Can hope and happiness cure the incurable?

SCIENCE

CURED   

by Jeffrey Rediger (Penguin £16.99, 400 pp)

When Jeffrey Rediger, a psychiatrist at Harvard Medical School, began writing this compelling book about illness and wellness, he can hardly have imagined that it would have been published in the middle of a catastrophic pandemic.

Rediger offers many clinically documented examples of people stricken with terrible, often terminal, diseases and sometimes given just weeks to live, who confounded medical science and got better. He tells us how they did it, or at least how they appeared to do it.

In one way, the coronavirus makes these stories less than timely. Nobody is suggesting that changes in diet, exercise, eliminating stress, or finding love (all of which are used to explain various cases of ‘spontaneous remission’), can overwhelm the dreaded Covid-19.

Jeffrey Rediger of Harvard Medical School, explores the relationship between mind and body in a fascinating new science book (file image)

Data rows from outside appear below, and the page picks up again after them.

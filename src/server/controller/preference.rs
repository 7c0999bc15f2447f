use axum::{
    extract::{Path, State},
    http::StatusCode,
    response::IntoResponse,
    Json,
};

use crate::{
    model::{
        api::ErrorDto,
        preference::{
            CompatibilityDto, TravelPreferenceDto, UpdateUserSettingsDto, UserSettingsDto,
        },
    },
    server::{
        error::AppError,
        middleware::{auth::AuthGuard, token::BearerToken},
        model::preference::TravelPreference,
        service::preference::PreferenceService,
        state::AppState,
    },
};

pub static PREFERENCE_TAG: &str = "preferences";

/// Get the caller's travel preferences.
///
/// # Access Control
/// - `Authenticated` - Any signed-in user can read their preferences
///
/// # Arguments
/// - `state` - Application state containing the database connection
/// - `bearer` - Access token from the `Authorization` header
///
/// # Returns
/// - `200 OK` - Travel preferences, defaults when never saved
/// - `401 Unauthorized` - Missing or invalid token
/// - `500 Internal Server Error` - Internal server error
#[utoipa::path(
    get,
    path = "/preferences/travel",
    tag = PREFERENCE_TAG,
    security(("bearer_auth" = [])),
    responses(
        (status = 200, description = "Travel preferences, defaults when never saved", body = TravelPreferenceDto),
        (status = 401, description = "Missing or invalid token", body = ErrorDto),
        (status = 500, description = "Internal server error", body = ErrorDto)
    ),
)]
pub async fn get_travel_preference(
    State(state): State<AppState>,
    bearer: BearerToken,
) -> Result<impl IntoResponse, AppError> {
    let user = AuthGuard::new(&state.db, &state.tokens, &bearer)
        .require(&[])
        .await?;

    let preference = PreferenceService::new(&state.db)
        .get_travel_preference(user.id)
        .await?;

    Ok((StatusCode::OK, Json(preference.into_dto())))
}

/// Create or replace the caller's travel preferences.
///
/// # Access Control
/// - `Authenticated` - Any signed-in user can update their preferences
///
/// # Arguments
/// - `state` - Application state containing the database connection
/// - `bearer` - Access token from the `Authorization` header
/// - `payload` - Travel habits, preferred gender and comfort level
///
/// # Returns
/// - `200 OK` - Travel preferences saved
/// - `400 Bad Request` - Non-positive price limit
/// - `401 Unauthorized` - Missing or invalid token
/// - `500 Internal Server Error` - Internal server error
#[utoipa::path(
    put,
    path = "/preferences/travel",
    tag = PREFERENCE_TAG,
    security(("bearer_auth" = [])),
    request_body = TravelPreferenceDto,
    responses(
        (status = 200, description = "Travel preferences saved", body = TravelPreferenceDto),
        (status = 400, description = "Non-positive price limit", body = ErrorDto),
        (status = 401, description = "Missing or invalid token", body = ErrorDto),
        (status = 500, description = "Internal server error", body = ErrorDto)
    ),
)]
pub async fn save_travel_preference(
    State(state): State<AppState>,
    bearer: BearerToken,
    Json(payload): Json<TravelPreferenceDto>,
) -> Result<impl IntoResponse, AppError> {
    let user = AuthGuard::new(&state.db, &state.tokens, &bearer)
        .require(&[])
        .await?;

    let preference = PreferenceService::new(&state.db)
        .save_travel_preference(user.id, TravelPreference::from_dto(payload))
        .await?;

    Ok((StatusCode::OK, Json(preference.into_dto())))
}

/// Get the caller's notification settings.
///
/// # Access Control
/// - `Authenticated` - Any signed-in user can read their settings
///
/// # Arguments
/// - `state` - Application state containing the database connection
/// - `bearer` - Access token from the `Authorization` header
///
/// # Returns
/// - `200 OK` - Notification and privacy settings
/// - `401 Unauthorized` - Missing or invalid token
/// - `500 Internal Server Error` - Internal server error
#[utoipa::path(
    get,
    path = "/preferences/settings",
    tag = PREFERENCE_TAG,
    security(("bearer_auth" = [])),
    responses(
        (status = 200, description = "Notification and privacy settings", body = UserSettingsDto),
        (status = 401, description = "Missing or invalid token", body = ErrorDto),
        (status = 500, description = "Internal server error", body = ErrorDto)
    ),
)]
pub async fn get_settings(
    State(state): State<AppState>,
    bearer: BearerToken,
) -> Result<impl IntoResponse, AppError> {
    let user = AuthGuard::new(&state.db, &state.tokens, &bearer)
        .require(&[])
        .await?;

    let settings = PreferenceService::new(&state.db).get_settings(user.id).await?;

    Ok((StatusCode::OK, Json(settings.into_dto())))
}

/// Update the caller's notification settings.
///
/// The settings decide which channels the notification fan-out uses.
///
/// # Access Control
/// - `Authenticated` - Any signed-in user can update their settings
///
/// # Arguments
/// - `state` - Application state containing the database connection
/// - `bearer` - Access token from the `Authorization` header
/// - `payload` - Channel and notification switches
///
/// # Returns
/// - `200 OK` - Settings updated
/// - `401 Unauthorized` - Missing or invalid token
/// - `500 Internal Server Error` - Internal server error
#[utoipa::path(
    patch,
    path = "/preferences/settings",
    tag = PREFERENCE_TAG,
    security(("bearer_auth" = [])),
    request_body = UpdateUserSettingsDto,
    responses(
        (status = 200, description = "Settings updated", body = UserSettingsDto),
        (status = 401, description = "Missing or invalid token", body = ErrorDto),
        (status = 500, description = "Internal server error", body = ErrorDto)
    ),
)]
pub async fn update_settings(
    State(state): State<AppState>,
    bearer: BearerToken,
    Json(payload): Json<UpdateUserSettingsDto>,
) -> Result<impl IntoResponse, AppError> {
    let user = AuthGuard::new(&state.db, &state.tokens, &bearer)
        .require(&[])
        .await?;

    let settings = PreferenceService::new(&state.db)
        .update_settings(user.id, payload)
        .await?;

    Ok((StatusCode::OK, Json(settings.into_dto())))
}

/// Score travel compatibility with another user.
///
/// Users are compatible at a score of 60 or more.
///
/// # Access Control
/// - `Authenticated` - Any signed-in user can compare preferences
///
/// # Arguments
/// - `state` - Application state containing the database connection
/// - `bearer` - Access token from the `Authorization` header
/// - `user_id` - User to compare against
///
/// # Returns
/// - `200 OK` - Compatibility score between 0 and 100
/// - `400 Bad Request` - Compared a user with themselves
/// - `401 Unauthorized` - Missing or invalid token
/// - `404 Not Found` - User not found
/// - `500 Internal Server Error` - Internal server error
#[utoipa::path(
    get,
    path = "/preferences/compatibility/{user_id}",
    tag = PREFERENCE_TAG,
    security(("bearer_auth" = [])),
    params(
        ("user_id" = i32, Path, description = "User to compare against")
    ),
    responses(
        (status = 200, description = "Compatibility score between 0 and 100", body = CompatibilityDto),
        (status = 400, description = "Compared a user with themselves", body = ErrorDto),
        (status = 401, description = "Missing or invalid token", body = ErrorDto),
        (status = 404, description = "User not found", body = ErrorDto),
        (status = 500, description = "Internal server error", body = ErrorDto)
    ),
)]
pub async fn get_compatibility(
    State(state): State<AppState>,
    bearer: BearerToken,
    Path(user_id): Path<i32>,
) -> Result<impl IntoResponse, AppError> {
    let user = AuthGuard::new(&state.db, &state.tokens, &bearer)
        .require(&[])
        .await?;

    let compatibility = PreferenceService::new(&state.db)
        .compatibility(user.id, user_id)
        .await?;

    Ok((StatusCode::OK, Json(compatibility.into_dto())))
}
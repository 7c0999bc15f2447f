use std::{sync::Arc, time::Duration};

use crate::server::{
    config::Config,
    error::AppError,
    service::notification::{
        channel::Gateways, email::EmailGateway, push::PushGateway, sms::SmsGateway,
    },
};

/// Connects to the database and runs pending migrations.
///
/// Establishes a connection pool to the database (Postgres or SQLite) using the connection string from
/// configuration, then automatically runs all pending SeaORM migrations to ensure the database
/// schema is up-to-date. This function must complete successfully before the application can
/// access the database.
///
/// # Arguments
/// - `config` - Application configuration containing the database URL
///
/// # Returns
/// - `Ok(DatabaseConnection)` - Connected database with migrations applied
/// - `Err(Error)` - Failed to connect to database or run migrations
pub async fn connect_to_database(config: &Config) -> Result<sea_orm::DatabaseConnection, AppError> {
    use migration::{Migrator, MigratorTrait};
    use sea_orm::{ConnectOptions, Database};

    let mut opt = ConnectOptions::new(&config.database_url);
    opt.sqlx_logging(false);

    let db = Database::connect(opt).await?;

    Migrator::up(&db, None).await?;

    Ok(db)
}

/// Builds the HTTP client shared by the SMS and push gateways.
///
/// Redirects are disabled so a misconfigured provider URL cannot bounce requests
/// (and the bearer credentials attached to them) to another host.
///
/// # Returns
/// - `Ok(reqwest::Client)` - Client with timeouts and redirects disabled
/// - `Err(AppError::ReqwestErr)` - TLS backend failed to initialize
pub fn setup_reqwest_client() -> Result<reqwest::Client, AppError> {
    let client = reqwest::Client::builder()
        .redirect(reqwest::redirect::Policy::none())
        .timeout(Duration::from_secs(10))
        .build()?;

    Ok(client)
}

/// Builds the SMS, push, and email gateways from configuration.
///
/// Gateways without credentials still construct; they log outgoing messages instead
/// of delivering them so local development works without provider accounts.
///
/// # Arguments
/// - `config` - Application configuration with provider settings
/// - `client` - Shared HTTP client from `setup_reqwest_client`
///
/// # Returns
/// - `Ok(Gateways)` - All three gateways
/// - `Err(AppError::ConfigErr)` - SMTP relay could not be configured
pub fn setup_gateways(config: &Config, client: reqwest::Client) -> Result<Gateways, AppError> {
    let sms = SmsGateway::new(
        client.clone(),
        config.sms_api_url.clone(),
        config.sms_api_token.clone(),
        config.sms_from.clone(),
    );
    let push = PushGateway::new(
        client,
        config.push_api_url.clone(),
        config.push_server_key.clone(),
    );
    let email = EmailGateway::from_config(config)?;

    Ok(Gateways {
        sms: Arc::new(sms),
        push: Arc::new(push),
        email: Arc::new(email),
    })
}

/// Resolves when the process receives Ctrl+C or SIGTERM.
pub async fn shutdown_signal() {
    let ctrl_c = async {
        if let Err(e) = tokio::signal::ctrl_c().await {
            tracing::error!("Failed to listen for Ctrl+C: {}", e);
        }
    };

    #[cfg(unix)]
    let terminate = async {
        match tokio::signal::unix::signal(tokio::signal::unix::SignalKind::terminate()) {
            Ok(mut signal) => {
                signal.recv().await;
            }
            Err(e) => {
                tracing::error!("Failed to listen for SIGTERM: {}", e);
                std::future::pending::<()>().await;
            }
        }
    };

    #[cfg(not(unix))]
    let terminate = std::future::pending::<()>();

    tokio::select! {
        _ = ctrl_c => {},
        _ = terminate => {},
    }

    tracing::info!("Shutdown signal received, shutting down gracefully");
}
use serde::Deserialize;
use utoipa::IntoParams;

/// Query parameters shared by paginated list endpoints.
///
/// Pages are zero-based to match the SeaORM paginator.
#[derive(Debug, Clone, Deserialize, IntoParams)]
pub struct PaginationParams {
    /// Zero-based page index
    #[serde(default)]
    pub page: u64,
    /// Entries per page, capped at 100
    #[serde(default = "default_entries")]
    pub entries: u64,
}

fn default_entries() -> u64 {
    20
}

impl PaginationParams {
    pub fn per_page(&self) -> u64 {
        self.entries.clamp(1, 100)
    }
}

/// Number of pages needed to hold `total` items.
pub fn total_pages(total: u64, per_page: u64) -> u64 {
    if per_page > 0 {
        (total as f64 / per_page as f64).ceil() as u64
    } else {
        0
    }
}

#[cfg(test)]
mod tests {
    use super::*;

    #[test]
    fn rounds_partial_pages_up() {
        assert_eq!(total_pages(0, 10), 0);
        assert_eq!(total_pages(10, 10), 1);
        assert_eq!(total_pages(11, 10), 2);
        assert_eq!(total_pages(5, 0), 0);
    }
}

Yet in many other ways, Cured couldn’t be more timely. In this crisis, we are all thinking about our health like never before and the notion that we might, in some circumstances, be able to chase away life-threatening diseases ourselves, feels more resonant than ever.

Rediger introduces us to Claire Haser, who was 63 when, in 2008, she was diagnosed with the most aggressive form of pancreatic cancer. Told to expect no more than 12 months, she declined dangerous surgery in favour of letting ‘nature take its course’. But she resolved to focus not on dying, but on living ‘with as much zest and happiness as I could for however long I had left’. The year passed. Then another.

In 2013, she was hospitalised for a scan of her abdomen, unrelated to her cancer. Doctors were astonished to find the tumour had vanished.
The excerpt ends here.